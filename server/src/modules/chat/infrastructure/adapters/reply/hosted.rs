use async_trait::async_trait;
use std::sync::Arc;
use tracing::{debug, warn};

use crate::modules::chat::domain::{ContextBuilder, Emotion, Message, TemplateComposer};
use crate::modules::chat::ports::{
    CompletionRequest, GeneratedReply, LLMError, LLMPort, ReplyGenerator, ReplySource,
};

/// 托管模型回复参数
#[derive(Debug, Clone)]
pub struct HostedReplyOptions {
    pub model: String,
    pub max_tokens: u32,
    pub temperature: f32,
}

impl Default for HostedReplyOptions {
    fn default() -> Self {
        Self {
            model: "gpt-4o-mini".to_string(),
            max_tokens: 150,
            temperature: 0.7,
        }
    }
}

/// 托管模型回复生成器
///
/// 调用失败时退回模板组合器，结果标记为 `template_fallback`
pub struct HostedReplyGenerator {
    llm: Arc<dyn LLMPort>,
    context_builder: ContextBuilder,
    fallback: Arc<TemplateComposer>,
    options: HostedReplyOptions,
}

impl HostedReplyGenerator {
    pub fn new(
        llm: Arc<dyn LLMPort>,
        context_builder: ContextBuilder,
        fallback: Arc<TemplateComposer>,
        options: HostedReplyOptions,
    ) -> Self {
        Self {
            llm,
            context_builder,
            fallback,
            options,
        }
    }

    async fn request_completion(
        &self,
        text: &str,
        emotion: Emotion,
        history: &[Message],
    ) -> Result<String, LLMError> {
        let messages = self
            .context_builder
            .build(history, text, emotion)
            .into_iter()
            .map(Into::into)
            .collect();

        let request = CompletionRequest::new(messages, self.options.model.clone())
            .with_max_tokens(self.options.max_tokens)
            .with_temperature(self.options.temperature);

        let response = self.llm.complete(request).await?;
        let content = response.content.trim();
        if content.is_empty() {
            return Err(LLMError::EmptyCompletion);
        }

        debug!(
            "[HostedReplyGenerator] {} returned {} tokens",
            self.llm.provider_id(),
            response.usage.completion_tokens
        );
        Ok(content.to_string())
    }
}

#[async_trait]
impl ReplyGenerator for HostedReplyGenerator {
    fn kind(&self) -> &'static str {
        "hosted"
    }

    async fn generate(&self, text: &str, emotion: Emotion, history: &[Message]) -> GeneratedReply {
        match self.request_completion(text, emotion, history).await {
            Ok(content) => GeneratedReply {
                text: content,
                source: ReplySource::Hosted,
            },
            Err(e) => {
                warn!(
                    "[HostedReplyGenerator] {} failed, using templates: {}",
                    self.llm.provider_id(),
                    e
                );
                GeneratedReply {
                    text: self.fallback.compose(text, emotion),
                    source: ReplySource::TemplateFallback,
                }
            }
        }
    }
}

#[cfg(test)]
mod tests {
    use super::*;
    use crate::modules::chat::domain::{ReplyTemplateTable, SessionId};
    use crate::modules::chat::ports::{CompletionResponse, FinishReason, TokenUsage};
    use std::sync::Mutex;

    /// 模拟 LLM 端口
    struct MockLLMPort {
        reply: Result<String, ()>,
        requests: Mutex<Vec<CompletionRequest>>,
    }

    impl MockLLMPort {
        fn replying(text: &str) -> Self {
            Self {
                reply: Ok(text.to_string()),
                requests: Mutex::new(Vec::new()),
            }
        }

        fn failing() -> Self {
            Self {
                reply: Err(()),
                requests: Mutex::new(Vec::new()),
            }
        }
    }

    #[async_trait]
    impl LLMPort for MockLLMPort {
        fn provider_id(&self) -> &str {
            "mock"
        }

        async fn complete(
            &self,
            request: CompletionRequest,
        ) -> Result<CompletionResponse, LLMError> {
            self.requests.lock().unwrap().push(request);
            match &self.reply {
                Ok(content) => Ok(CompletionResponse {
                    content: content.clone(),
                    finish_reason: FinishReason::Stop,
                    usage: TokenUsage::default(),
                }),
                Err(()) => Err(LLMError::AuthenticationError("Invalid API key".to_string())),
            }
        }
    }

    fn composer(seed: u64) -> Arc<TemplateComposer> {
        Arc::new(TemplateComposer::with_seed(
            Arc::new(ReplyTemplateTable::builtin()),
            seed,
        ))
    }

    fn generator(llm: Arc<MockLLMPort>, seed: u64) -> HostedReplyGenerator {
        HostedReplyGenerator::new(
            llm,
            ContextBuilder::new(),
            composer(seed),
            HostedReplyOptions::default(),
        )
    }

    #[tokio::test]
    async fn test_hosted_reply_is_trimmed() {
        let llm = Arc::new(MockLLMPort::replying("  I'm here for you.\n"));
        let reply = generator(llm, 1)
            .generate("rough day", Emotion::Sad, &[])
            .await;

        assert_eq!(reply.text, "I'm here for you.");
        assert_eq!(reply.source, ReplySource::Hosted);
    }

    #[tokio::test]
    async fn test_failure_matches_template_output() {
        let text = "I feel really sad and lonely today";
        let llm = Arc::new(MockLLMPort::failing());
        let reply = generator(llm, 99).generate(text, Emotion::Sad, &[]).await;

        let expected = composer(99).compose(text, Emotion::Sad);
        assert_eq!(reply.text, expected);
        assert_eq!(reply.source, ReplySource::TemplateFallback);
    }

    #[tokio::test]
    async fn test_blank_completion_falls_back() {
        let llm = Arc::new(MockLLMPort::replying("   "));
        let reply = generator(llm, 5)
            .generate("I got the job", Emotion::Happy, &[])
            .await;

        assert_eq!(reply.source, ReplySource::TemplateFallback);
        assert!(!reply.text.is_empty());
    }

    #[tokio::test]
    async fn test_request_carries_context_and_options() {
        let llm = Arc::new(MockLLMPort::replying("ok"));
        let session_id = SessionId::default();
        let history = vec![
            Message::new_user(session_id.clone(), "hi", Emotion::Neutral),
            Message::new_assistant(session_id, "Hello!"),
        ];

        generator(llm.clone(), 1)
            .generate("I'm nervous", Emotion::Anxious, &history)
            .await;

        let requests = llm.requests.lock().unwrap();
        let request = &requests[0];
        assert_eq!(request.model, "gpt-4o-mini");
        assert_eq!(request.max_tokens, Some(150));
        assert_eq!(request.temperature, Some(0.7));
        assert_eq!(request.messages.len(), 4);
        assert_eq!(request.messages[0].role, "system");
        assert_eq!(
            request.messages[3].content,
            "I'm nervous\n\nDetected emotion: anxious"
        );
    }
}
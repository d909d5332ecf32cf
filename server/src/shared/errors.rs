use thiserror::Error;

use crate::modules::chat::domain::TemplateError;
use crate::modules::chat::ports::{LLMError, ModelError};
use crate::modules::chat::RepositoryError;
use crate::modules::config::ConfigError;

/// 应用启动与运行期错误
#[derive(Error, Debug)]
pub enum AppError {
    #[error("Configuration error: {0}")]
    Config(#[from] ConfigError),

    #[error("Storage error: {0}")]
    Repository(#[from] RepositoryError),

    #[error("Reply template error: {0}")]
    Template(#[from] TemplateError),

    #[error("LLM client error: {0}")]
    LLM(#[from] LLMError),

    #[error("Classifier client error: {0}")]
    Model(#[from] ModelError),

    #[error("IO error: {0}")]
    Io(#[from] std::io::Error),
}

pub type AppResult<T> = Result<T, AppError>;
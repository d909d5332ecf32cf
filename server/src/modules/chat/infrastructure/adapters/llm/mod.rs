// LLM Adapters
// 托管对话模型的适配器实现

mod openai;

pub use openai::*;
// Config Domain Entities
//
// 配置领域实体定义

use serde::{Deserialize, Serialize};
use std::path::PathBuf;

/// HTTP 服务配置
#[derive(Debug, Clone, PartialEq, Serialize, Deserialize)]
#[serde(default)]
pub struct ServerConfig {
    pub host: String,
    pub port: u16,
    /// 默认日志过滤器（`RUST_LOG` 优先）
    pub log_filter: String,
}

impl Default for ServerConfig {
    fn default() -> Self {
        Self {
            host: "127.0.0.1".to_string(),
            port: 5000,
            log_filter: "info,yorisoi_lib=debug".to_string(),
        }
    }
}

/// 存储配置
#[derive(Debug, Clone, PartialEq, Serialize, Deserialize)]
#[serde(default)]
pub struct StorageConfig {
    /// `sqlite://...` 或 `memory`
    pub database_url: String,
}

impl StorageConfig {
    pub const MEMORY: &'static str = "memory";

    pub fn is_memory(&self) -> bool {
        self.database_url.eq_ignore_ascii_case(Self::MEMORY)
    }
}

impl Default for StorageConfig {
    fn default() -> Self {
        Self {
            database_url: "sqlite://yorisoi.db".to_string(),
        }
    }
}

/// 情感分类模型配置
///
/// 未配置 endpoint 但有令牌时使用 Hugging Face 默认模型，两者都没有时只使用关键词匹配
#[derive(Debug, Clone, PartialEq, Serialize, Deserialize)]
#[serde(default)]
pub struct ClassifierConfig {
    pub endpoint: Option<String>,
    #[serde(skip_serializing)]
    pub api_token: Option<String>,
    pub timeout_secs: u64,
}

impl Default for ClassifierConfig {
    fn default() -> Self {
        Self {
            endpoint: None,
            api_token: None,
            timeout_secs: 15,
        }
    }
}

/// 托管对话模型配置
///
/// 有 api_key 时启用托管回复
#[derive(Debug, Clone, PartialEq, Serialize, Deserialize)]
#[serde(default)]
pub struct LLMConfig {
    #[serde(skip_serializing)]
    pub api_key: Option<String>,
    pub base_url: String,
    pub model: String,
    pub max_tokens: u32,
    pub temperature: f32,
    pub timeout_secs: u64,
}

impl LLMConfig {
    /// 是否配置了可用的凭证
    pub fn is_enabled(&self) -> bool {
        self.api_key
            .as_deref()
            .is_some_and(|key| !key.trim().is_empty())
    }
}

impl Default for LLMConfig {
    fn default() -> Self {
        Self {
            api_key: None,
            base_url: "https://api.openai.com/v1".to_string(),
            model: "gpt-4o-mini".to_string(),
            max_tokens: 150,
            temperature: 0.7,
            timeout_secs: 30,
        }
    }
}

/// 对话配置
#[derive(Debug, Clone, PartialEq, Serialize, Deserialize)]
#[serde(default)]
pub struct ChatConfig {
    /// 响应中返回的历史条数
    pub history_limit: usize,
    /// 传给回复生成器的历史条数
    pub context_messages: usize,
    /// 自定义模板表（JSON），为空时使用内置模板
    pub templates_path: Option<PathBuf>,
    /// 托管回复的系统提示词，为空时使用内置提示词
    pub system_prompt: Option<String>,
}

impl Default for ChatConfig {
    fn default() -> Self {
        Self {
            history_limit: 10,
            context_messages: 6,
            templates_path: None,
            system_prompt: None,
        }
    }
}

/// 应用配置聚合根
#[derive(Debug, Clone, PartialEq, Serialize, Deserialize, Default)]
#[serde(default)]
pub struct AppConfig {
    pub server: ServerConfig,
    pub storage: StorageConfig,
    pub classifier: ClassifierConfig,
    pub llm: LLMConfig,
    pub chat: ChatConfig,
}

impl AppConfig {
    /// 创建新的默认配置
    pub fn new() -> Self {
        Self::default()
    }

    /// 合并部分配置（环境变量、命令行参数）
    pub fn merge(&mut self, partial: PartialAppConfig) {
        if let Some(host) = partial.host {
            self.server.host = host;
        }
        if let Some(port) = partial.port {
            self.server.port = port;
        }
        if let Some(log_filter) = partial.log_filter {
            self.server.log_filter = log_filter;
        }
        if let Some(database_url) = partial.database_url {
            self.storage.database_url = database_url;
        }
        if let Some(endpoint) = partial.classifier_endpoint {
            self.classifier.endpoint = Some(endpoint);
        }
        if let Some(token) = partial.classifier_token {
            self.classifier.api_token = Some(token);
        }
        if let Some(api_key) = partial.llm_api_key {
            self.llm.api_key = Some(api_key);
        }
        if let Some(base_url) = partial.llm_base_url {
            self.llm.base_url = base_url;
        }
        if let Some(model) = partial.llm_model {
            self.llm.model = model;
        }
    }

    /// 验证配置是否有效
    pub fn validate(&self) -> Result<(), Vec<String>> {
        let mut errors = Vec::new();

        if self.server.port == 0 {
            errors.push("server.port must be non-zero".to_string());
        }
        if self.storage.database_url.trim().is_empty() {
            errors.push("storage.database_url must not be empty".to_string());
        }
        if !(0.0..=2.0).contains(&self.llm.temperature) {
            errors.push("llm.temperature must be between 0 and 2".to_string());
        }
        if self.llm.max_tokens == 0 {
            errors.push("llm.max_tokens must be greater than 0".to_string());
        }
        if self.chat.history_limit == 0 {
            errors.push("chat.history_limit must be greater than 0".to_string());
        }

        if errors.is_empty() {
            Ok(())
        } else {
            Err(errors)
        }
    }
}

/// 部分配置更新（用于合并）
#[derive(Debug, Clone, Default, PartialEq)]
pub struct PartialAppConfig {
    pub host: Option<String>,
    pub port: Option<u16>,
    pub log_filter: Option<String>,
    pub database_url: Option<String>,
    pub classifier_endpoint: Option<String>,
    pub classifier_token: Option<String>,
    pub llm_api_key: Option<String>,
    pub llm_base_url: Option<String>,
    pub llm_model: Option<String>,
}

#[cfg(test)]
mod tests {
    use super::*;

    #[test]
    fn test_app_config_default() {
        let config = AppConfig::default();
        assert_eq!(config.server.port, 5000);
        assert_eq!(config.chat.history_limit, 10);
        assert_eq!(config.chat.context_messages, 6);
        assert_eq!(config.llm.max_tokens, 150);
        assert!(!config.llm.is_enabled());
        assert!(config.classifier.endpoint.is_none());
        assert!(config.validate().is_ok());
    }

    #[test]
    fn test_app_config_merge() {
        let mut config = AppConfig::default();
        config.merge(PartialAppConfig {
            port: Some(8080),
            llm_api_key: Some("sk-test".to_string()),
            ..Default::default()
        });

        assert_eq!(config.server.port, 8080);
        assert!(config.llm.is_enabled());
        // 其他字段保持不变
        assert_eq!(config.server.host, "127.0.0.1");
    }

    #[test]
    fn test_partial_chat_section() {
        let config: AppConfig =
            serde_json::from_str(r#"{"chat": {"system_prompt": "Be gentle."}}"#).unwrap();

        assert_eq!(config.chat.system_prompt.as_deref(), Some("Be gentle."));
        assert_eq!(config.chat.history_limit, 10);
        assert!(config.chat.templates_path.is_none());
    }

    #[test]
    fn test_blank_api_key_is_disabled() {
        let mut config = AppConfig::default();
        config.llm.api_key = Some("   ".to_string());
        assert!(!config.llm.is_enabled());
    }

    #[test]
    fn test_app_config_validate() {
        let mut config = AppConfig::default();
        config.server.port = 0;
        config.llm.temperature = 2.5;
        config.llm.max_tokens = 0;
        config.chat.history_limit = 0;

        let errors = config.validate().unwrap_err();
        assert_eq!(errors.len(), 4);
    }

    #[test]
    fn test_memory_storage() {
        let mut config = AppConfig::default();
        assert!(!config.storage.is_memory());
        config.storage.database_url = "memory".to_string();
        assert!(config.storage.is_memory());
    }

    #[test]
    fn test_partial_json_uses_defaults() {
        let config: AppConfig =
            serde_json::from_str(r#"{"server": {"port": 9000}, "chat": {"history_limit": 20}}"#)
                .unwrap();

        assert_eq!(config.server.port, 9000);
        assert_eq!(config.server.host, "127.0.0.1");
        assert_eq!(config.chat.history_limit, 20);
        assert_eq!(config.chat.context_messages, 6);
    }

    #[test]
    fn test_secrets_are_not_serialized() {
        let mut config = AppConfig::default();
        config.llm.api_key = Some("sk-secret".to_string());
        let json = serde_json::to_string(&config).unwrap();
        assert!(!json.contains("sk-secret"));
    }
}
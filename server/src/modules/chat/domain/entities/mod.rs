// Chat Domain - Entities

mod message;

pub use message::*;
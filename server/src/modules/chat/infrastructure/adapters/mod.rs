// Chat Adapters

pub mod classifier;
pub mod llm;
pub mod reply;
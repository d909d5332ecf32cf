// Chat Infrastructure Layer
// 基础设施层包含端口的具体实现

pub mod adapters;
pub mod repositories;

// 重导出常用类型
pub use adapters::classifier::{HostedInferenceConfig, HostedInferenceModel, DEFAULT_EMOTION_MODEL};
pub use adapters::llm::OpenAIAdapter;
pub use adapters::reply::{HostedReplyGenerator, HostedReplyOptions};
pub use repositories::{InMemoryMessageRepository, SqliteMessageRepository};
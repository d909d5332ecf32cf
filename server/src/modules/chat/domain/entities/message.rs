use chrono::{DateTime, Utc};
use serde::Serialize;
use std::str::FromStr;

use super::super::value_objects::{Emotion, SessionId};

/// 消息角色
#[derive(Debug, Clone, Copy, PartialEq, Eq, Serialize)]
#[serde(rename_all = "lowercase")]
pub enum MessageRole {
    /// 用户消息
    User,
    /// AI 助手消息
    Assistant,
}

impl MessageRole {
    /// 转换为 OpenAI 格式的角色名
    pub fn to_openai_role(&self) -> &'static str {
        match self {
            MessageRole::User => "user",
            MessageRole::Assistant => "assistant",
        }
    }
}

impl FromStr for MessageRole {
    type Err = String;

    fn from_str(s: &str) -> Result<Self, Self::Err> {
        match s {
            "user" => Ok(MessageRole::User),
            "assistant" => Ok(MessageRole::Assistant),
            _ => Err(format!("Unknown message role: {}", s)),
        }
    }
}

/// 消息实体
///
/// 每轮对话创建，写入存储后不可变，归属于会话
#[derive(Debug, Clone, PartialEq, Serialize)]
pub struct Message {
    /// 所属会话 ID
    #[serde(skip_serializing)]
    session_id: SessionId,
    /// 消息角色
    role: MessageRole,
    /// 消息内容
    text: String,
    /// 情感（仅用户消息携带检测结果）
    emotion: Option<Emotion>,
    /// 创建时间
    timestamp: DateTime<Utc>,
}

impl Message {
    /// 创建用户消息
    pub fn new_user(session_id: SessionId, text: impl Into<String>, emotion: Emotion) -> Self {
        Self {
            session_id,
            role: MessageRole::User,
            text: text.into(),
            emotion: Some(emotion),
            timestamp: Utc::now(),
        }
    }

    /// 创建助手消息
    pub fn new_assistant(session_id: SessionId, text: impl Into<String>) -> Self {
        Self {
            session_id,
            role: MessageRole::Assistant,
            text: text.into(),
            emotion: None,
            timestamp: Utc::now(),
        }
    }

    /// 从存储恢复
    pub fn restore(
        session_id: SessionId,
        role: MessageRole,
        text: String,
        emotion: Option<Emotion>,
        timestamp: DateTime<Utc>,
    ) -> Self {
        Self {
            session_id,
            role,
            text,
            emotion,
            timestamp,
        }
    }

    // Getters
    pub fn session_id(&self) -> &SessionId {
        &self.session_id
    }

    pub fn role(&self) -> MessageRole {
        self.role
    }

    pub fn text(&self) -> &str {
        &self.text
    }

    pub fn emotion(&self) -> Option<Emotion> {
        self.emotion
    }

    pub fn timestamp(&self) -> DateTime<Utc> {
        self.timestamp
    }
}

Work instruction:
Every line of the listing that includes "CompletionResponse" must be shown.

Exercise result:
    use crate::modules::chat::ports::{CompletionResponse, FinishReason, TokenUsage};
        ) -> Result<CompletionResponse, LLMError> {
                Ok(content) => Ok(CompletionResponse {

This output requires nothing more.